Mani Mani - 2 months ago 5
Java Question

why Integer in java is immutable

I knew Integer is immutable in Java.
But why it is designed such a way ?.

i did went through the answers .

Is Integer Immutable

i++ still working for immutable Integer in Java?

Why are Java wrapper classes immutable?

but i couldn't find the use case which is mandate the Integer as immutable

Is there any technical reasons like for String

  1. String is used as parameter in network connection, database url etc. It can be easily attacked if it is mutable

  2. To support StringPool facility

  3. To support class loading mechanism in which String is used as arguments. String being mutable results in wrong class being loaded

    I understand there are wrappers like AutomicInteger for mutable .

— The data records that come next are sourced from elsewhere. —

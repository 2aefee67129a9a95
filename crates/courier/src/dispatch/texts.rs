//! Static informational replies for local commands.

pub const BOT_NAME: &str = "Courier";

pub fn welcome() -> String {
    format!(
        "{BOT_NAME} v{}\n\n\
         I route your commands to the operational backends and answer\n\
         free-form questions with the assistant.\n\n\
         Type /help for the command list.",
        env!("CARGO_PKG_VERSION")
    )
}

pub fn help() -> String {
    format!(
        "{BOT_NAME} — commands\n\n\
         Project management:\n\
         /tasks — task board status\n\
         /orders [status] — order count, optionally filtered\n\
         /deploy [phase] — deployment actions\n\n\
         Assistant:\n\
         /nova <message> — ask the assistant\n\
         /confirm — confirm a pending sensitive action\n\
         /cancel — cancel a pending sensitive action\n\n\
         Licenses:\n\
         /license <key> — validate a license key\n\
         /validar <clave> — alias for /license\n\
         /mylicenses — your recent validations\n\
         /registrar <email> — link your email\n\n\
         Resources:\n\
         /commandcenter /dashboard /miniapps /tools /terminal\n\n\
         System:\n\
         /status — dispatcher status\n\
         /stats — usage statistics\n\
         /ping — probe backends\n\
         /menu — show this bot's surface"
    )
}

pub fn status() -> String {
    format!(
        "{BOT_NAME} v{} — online\n\nAll replies are generated per message; \
         use /ping to probe the backends.",
        env!("CARGO_PKG_VERSION")
    )
}

pub fn menu() -> String {
    "Main commands: /tasks /orders /deploy /nova /license /stats /help".into()
}

pub fn licenses_help() -> String {
    "License commands:\n\
     /license <key> — validate a key\n\
     /validar <clave> — alias\n\
     /mylicenses — your recent validations"
        .into()
}

pub const NOVA_USAGE: &str =
    "Usage: /nova <your message>\nExample: /nova summarize this week's deployments";

pub const LICENSE_USAGE: &str = "Usage: /license <KEY>\nExample: /license STL-A3F2-8B1C-D4E5";

pub const REGISTER_USAGE: &str = "Usage: /registrar you@example.com";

From the conversation , there is no universal reason which could mandate the Integers are immutable. However by doing immutable it provides some bonus as mentioned in answers
such as

from Andrey quote

possibility to cache.
Others are reducing global state
easier multithreading

Thank you every one for your time.
Please add it in comment, if you have more points.


You won't find a mandatory reason why java.lang wrappers must be immutable. Simply because its a design decision, they could have decided otherwise. The language designers had to chose between mutable and immutable. And they chose immutable. Thats it.

There are some compelling (IMO) reasons though to make them immutable:

Its consistent with String, the same reasoning you provided for String to be immutable apply to Integer etc. as well (e.g. think of a port number in a property map). This generally applies to any mutable type.

Immutable types rule out a plethora of hard to find mistakes one can make where one involuntarily changed an objects member value by modifying the value obtained through a getter. It saves a lot of defensive copying when the type is immutable. The most infamous example is java.util.Date, which is generally a pain to use because its mutable (API issues aside).

Also immutable types allow for the use of shared instances, like e.g. Integer does for commonly used values (see Integer.valueOf(int)).